Dying to protect an innocent life is a good thing, but not when you have to take your own life in order to make that sacrifice. Countless saints, such as Saint Maximilian Kolbe, offered up their lives in place of others. In St. Maximilian’s case at the Nazi death camp Auschwitz, he did not offer up his life in an act of suicide, but rather, his intention was to save the life of his fellow prisoner by taking the man’s place in the starvation chamber.
St. Maximilian’s sacrifice was a gift of life. He then used the opportunity to uplift the other men in the starvation bunker and to comfort them as best he could in their final moments. St. Maximilian’s sacrifice helped prepare him and those with him for the gift of eternal life. He placed his life in God’s hands, and even though he was in the starvation chamber for many days, the Nazis put him to death by lethal injection because he was the last of his comrades alive in the bunker.
“But isn’t this series about how killing children is wrong?”
Not really. While this theme comprises a portion of the books, the trilogy is more about the power the state and entertainment industry wield over the masses than it is about how the life of every human being is precious and deserving of protection, no matter the cost. Some may interpret these books as pro-life. As stated earlier, the trilogy as a whole does have some very powerful, life-affirming moments. These moments are just not enough for this series to give overwhelming support for the culture of life over the culture of death.
One of the recurring faults of modern fiction is the need to explore various viewpoints of morality without coming to a solid conclusion on the definition of good and evil. Some bad characters perform generous or self-sacrificing acts, while some of the heroes commit atrocities, leaving the reader to consider for himself what is the meaning of good and evil.
For the well-grounded student, such a book provides excellent discussion material. When discussing The Hunger Games, teachers and parents should ask their students to clarify the moral boundaries of the story in order to come to an understanding of where the heroes fall short. Examine where a story supports the culture of life and where it supports the culture of death. By sharpening the literary lens and by becoming thinkers instead of merely consumers of fiction, students will be able to identify moral inconsistencies for themselves outside of the classroom.

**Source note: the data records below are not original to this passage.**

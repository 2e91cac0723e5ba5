//! Ordered constraint storage with group numbering and running totals.
//!
//! Every top-level `add` or `add_group` call records one group descriptor
//! `(first, last, label)`. Descriptors are used only to resolve
//! `(group, item)` lookups; the numeric encoding walks the flat sequence.

use std::collections::BTreeSet;

use super::constraint::{Constraint, ConstraintKind};
use crate::error::{CanonError, Result};
use crate::solver::Backend;

/// Running per-kind totals over the stored constraints.
#[derive(Debug, Clone, Copy, Default, PartialEq, Eq)]
pub struct ConstraintTotals {
    pub linear: usize,
    pub cone: usize,
    pub quadratic: usize,
    pub semidefinite: usize,
    pub log_sum_exp: usize,
    /// Rows contributed by linear constraints.
    pub affine_rows: usize,
    /// `w + 1` per second-order cone, `w + 2` per rotated cone.
    pub cone_vars: usize,
    /// `n(n+1)/2` per semidefinite constraint of side `n`.
    pub sdp_vars: usize,
    /// Nonzero bilinear coefficients of quadratic constraints.
    pub quad_nnz: usize,
    /// Argument width of log-sum-exp constraints.
    pub lse_vars: usize,
}

impl ConstraintTotals {
    /// What a single constraint contributes.
    pub fn of(constraint: &Constraint) -> Self {
        let mut t = ConstraintTotals::default();
        let w = constraint.shape().size();
        match constraint {
            Constraint::Linear { .. } => {
                t.linear = 1;
                t.affine_rows = w;
            }
            Constraint::SecondOrderCone { .. } => {
                t.cone = 1;
                t.cone_vars = w + 1;
            }
            Constraint::RotatedCone { .. } => {
                t.cone = 1;
                t.cone_vars = w + 2;
            }
            Constraint::Semidefinite { lhs, .. } => {
                let n = lhs.shape.rows();
                t.semidefinite = 1;
                t.sdp_vars = n * (n + 1) / 2;
            }
            Constraint::Quadratic { expr } => {
                t.quadratic = 1;
                t.quad_nnz = expr.quad_nnz();
            }
            Constraint::LogSumExp { .. } => {
                t.log_sum_exp = 1;
                t.lse_vars = w;
            }
        }
        t
    }

    /// Number of constraints of a kind.
    pub fn count(&self, kind: ConstraintKind) -> usize {
        match kind {
            ConstraintKind::Linear => self.linear,
            ConstraintKind::Cone => self.cone,
            ConstraintKind::Quadratic => self.quadratic,
            ConstraintKind::Semidefinite => self.semidefinite,
            ConstraintKind::LogSumExp => self.log_sum_exp,
        }
    }

    fn fields_mut(&mut self) -> [&mut usize; 10] {
        [
            &mut self.linear,
            &mut self.cone,
            &mut self.quadratic,
            &mut self.semidefinite,
            &mut self.log_sum_exp,
            &mut self.affine_rows,
            &mut self.cone_vars,
            &mut self.sdp_vars,
            &mut self.quad_nnz,
            &mut self.lse_vars,
        ]
    }

    fn add(&mut self, mut other: ConstraintTotals) {
        for (a, b) in self.fields_mut().into_iter().zip(other.fields_mut()) {
            *a += *b;
        }
    }

    fn sub(&mut self, mut other: ConstraintTotals) {
        for (a, b) in self.fields_mut().into_iter().zip(other.fields_mut()) {
            *a -= *b;
        }
    }
}

/// A stored constraint with its key and materialization tags.
#[derive(Debug, Clone)]
pub struct StoredConstraint {
    pub constraint: Constraint,
    pub key: Option<String>,
    pub(crate) tags: BTreeSet<Backend>,
}

impl StoredConstraint {
    /// Whether this constraint has been materialized for `backend`.
    pub fn is_tagged(&self, backend: Backend) -> bool {
        self.tags.contains(&backend)
    }
}

/// Flat range of one top-level addition.
#[derive(Debug, Clone, PartialEq, Eq)]
pub struct GroupDescriptor {
    pub first: usize,
    pub last: usize,
    pub label: Option<String>,
    pub key: Option<String>,
}

impl GroupDescriptor {
    pub fn len(&self) -> usize {
        self.last + 1 - self.first
    }

    pub fn is_empty(&self) -> bool {
        self.last < self.first
    }

    fn contains(&self, index: usize) -> bool {
        self.first <= index && index <= self.last
    }
}

/// Address of one or more stored constraints.
#[derive(Debug, Clone, Copy, PartialEq, Eq)]
pub enum ConstraintIndex {
    /// Position in the flat sequence.
    Flat(usize),
    /// A whole group.
    Group(usize),
    /// Item `i` of group `g`.
    Item(usize, usize),
}

/// Handle returned by additions: the flat position at insertion time.
#[derive(Debug, Clone, Copy, PartialEq, Eq, Hash)]
pub struct ConstraintHandle(pub usize);

impl From<ConstraintHandle> for ConstraintIndex {
    fn from(handle: ConstraintHandle) -> Self {
        ConstraintIndex::Flat(handle.0)
    }
}

/// A batch for `add_group`: a constraint or a nested group.
#[derive(Debug, Clone)]
pub enum Batch {
    One(Constraint),
    Group {
        items: Vec<Batch>,
        label: Option<String>,
    },
}

impl From<Constraint> for Batch {
    fn from(c: Constraint) -> Self {
        Batch::One(c)
    }
}

/// Ordered collection of constraints.
#[derive(Debug, Clone, Default)]
pub struct ConstraintStore {
    entries: Vec<StoredConstraint>,
    groups: Vec<GroupDescriptor>,
    totals: ConstraintTotals,
}

impl ConstraintStore {
    pub fn new() -> Self {
        Self::default()
    }

    /// Append a constraint at the next sequence position.
    pub fn add(&mut self, constraint: Constraint, key: Option<String>) -> ConstraintHandle {
        let index = self.push(constraint, key.clone());
        self.groups.push(GroupDescriptor {
            first: index,
            last: index,
            label: None,
            key,
        });
        ConstraintHandle(index)
    }

    /// Append a batch as one logical group.
    ///
    /// Nested groups are flattened; only the outermost descriptor survives.
    pub fn add_group(
        &mut self,
        items: Vec<Batch>,
        label: Option<String>,
        key: Option<String>,
    ) -> Vec<ConstraintHandle> {
        let first = self.entries.len();
        let groups_before = self.groups.len();
        for item in items {
            match item {
                Batch::One(c) => {
                    self.push(c, None);
                }
                Batch::Group { items, label } => {
                    self.add_group(items, label, None);
                }
            }
        }
        let end = self.entries.len();
        if end == first {
            return Vec::new();
        }
        self.prune_nested(groups_before, first, end - 1);
        self.groups.push(GroupDescriptor {
            first,
            last: end - 1,
            label,
            key,
        });
        tracing::debug!(
            component = "constraints",
            operation = "add_group",
            first,
            last = end - 1,
            "Added constraint group"
        );
        (first..end).map(ConstraintHandle).collect()
    }

    fn push(&mut self, constraint: Constraint, key: Option<String>) -> usize {
        self.totals.add(ConstraintTotals::of(&constraint));
        tracing::debug!(
            component = "constraints",
            operation = "add",
            index = self.entries.len(),
            kind = ?constraint.kind(),
            "Added constraint"
        );
        self.entries.push(StoredConstraint {
            constraint,
            key,
            tags: BTreeSet::new(),
        });
        self.entries.len() - 1
    }

    /// Drop descriptors recorded since `from` that lie inside `[first, last]`.
    fn prune_nested(&mut self, from: usize, first: usize, last: usize) {
        let mut pos = from;
        while pos < self.groups.len() {
            let g = &self.groups[pos];
            if g.first >= first && g.last <= last {
                self.groups.remove(pos);
            } else {
                pos += 1;
            }
        }
    }

    /// Resolve an index to a contiguous slice of constraints.
    pub fn get(&self, index: ConstraintIndex) -> Result<&[StoredConstraint]> {
        let (first, last) = self.resolve(index)?;
        Ok(&self.entries[first..=last])
    }

    /// Constraint at a flat position.
    pub fn constraint(&self, index: usize) -> Result<&StoredConstraint> {
        self.entries
            .get(index)
            .ok_or_else(|| CanonError::IndexError(format!("{} (have {})", index, self.entries.len())))
    }

    /// Find a constraint or group by key.
    pub fn find_key(&self, key: &str) -> Result<ConstraintIndex> {
        self.groups
            .iter()
            .enumerate()
            .find(|(_, g)| g.key.as_deref() == Some(key))
            .map(|(pos, g)| {
                if g.len() > 1 {
                    ConstraintIndex::Group(pos)
                } else {
                    ConstraintIndex::Flat(g.first)
                }
            })
            .ok_or_else(|| CanonError::UnknownConstraint(key.to_string()))
    }

    fn resolve(&self, index: ConstraintIndex) -> Result<(usize, usize)> {
        match index {
            ConstraintIndex::Flat(i) => {
                if i < self.entries.len() {
                    Ok((i, i))
                } else {
                    Err(CanonError::IndexError(format!("{} (have {})", i, self.entries.len())))
                }
            }
            ConstraintIndex::Group(g) => {
                let group = self.group(g)?;
                Ok((group.first, group.last))
            }
            ConstraintIndex::Item(g, i) => {
                let group = self.group(g)?;
                if i < group.len() {
                    Ok((group.first + i, group.first + i))
                } else {
                    Err(CanonError::IndexError(format!("({}, {}) (group has {})", g, i, group.len())))
                }
            }
        }
    }

    fn group(&self, g: usize) -> Result<&GroupDescriptor> {
        self.groups
            .get(g)
            .ok_or_else(|| CanonError::IndexError(format!("group {} (have {})", g, self.groups.len())))
    }

    /// Remove the addressed constraints and return them.
    pub fn remove(&mut self, index: ConstraintIndex) -> Result<Vec<StoredConstraint>> {
        let (first, last) = self.resolve(index)?;
        let width = last + 1 - first;

        match index {
            ConstraintIndex::Group(g) => {
                self.groups.remove(g);
            }
            _ => {
                if let Some(pos) = self.groups.iter().position(|g| g.contains(first)) {
                    if self.groups[pos].len() == 1 {
                        self.groups.remove(pos);
                    } else {
                        self.groups[pos].last -= 1;
                    }
                }
            }
        }
        self.renumber_groups(first, width);

        let removed: Vec<StoredConstraint> = self.entries.drain(first..=last).collect();
        for entry in &removed {
            self.totals.sub(ConstraintTotals::of(&entry.constraint));
        }
        tracing::debug!(
            component = "constraints",
            operation = "remove",
            first,
            width,
            remaining = self.entries.len(),
            "Removed constraints"
        );
        Ok(removed)
    }

    /// Shift every descriptor after `removed_at` left by `width`.
    fn renumber_groups(&mut self, removed_at: usize, width: usize) {
        for g in &mut self.groups {
            if g.first > removed_at {
                g.first -= width;
                g.last -= width;
            }
        }
    }

    /// Totals maintained incrementally.
    pub fn totals(&self) -> ConstraintTotals {
        self.totals
    }

    /// Totals recomputed from the current constraints.
    pub fn recount(&self) -> ConstraintTotals {
        let mut totals = ConstraintTotals::default();
        for entry in &self.entries {
            totals.add(ConstraintTotals::of(&entry.constraint));
        }
        totals
    }

    pub fn iter(&self) -> impl Iterator<Item = &StoredConstraint> {
        self.entries.iter()
    }

    pub fn len(&self) -> usize {
        self.entries.len()
    }

    pub fn is_empty(&self) -> bool {
        self.entries.is_empty()
    }

    /// Group descriptors in insertion order.
    pub fn groups(&self) -> &[GroupDescriptor] {
        &self.groups
    }

    pub(crate) fn tag(&mut self, index: usize, backend: Backend) {
        self.entries[index].tags.insert(backend);
    }

    pub(crate) fn clear_tags(&mut self) {
        for entry in &mut self.entries {
            entry.tags.clear();
        }
    }
}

The Hunger Games does understand the value of every human being, but does not go far enough in the lives and actions of the characters to defend life. The trilogy provides a realistic, yet morally ambiguous response to the problem of oppression and death of the innocent. While The Hunger Games trilogy might explore complex issues and reach many pro-life conclusions, the moral ambiguity of the societal rules that govern the main characters does not build a true culture of life, but rather cultivates a source of moral uncertainty for the reader. By taking the middle of the road approach to morality, The Hunger Games trilogy does not implicitly glorify the culture of death, but leaves readers with a hopelessness that the culture of death cannot be completely overcome.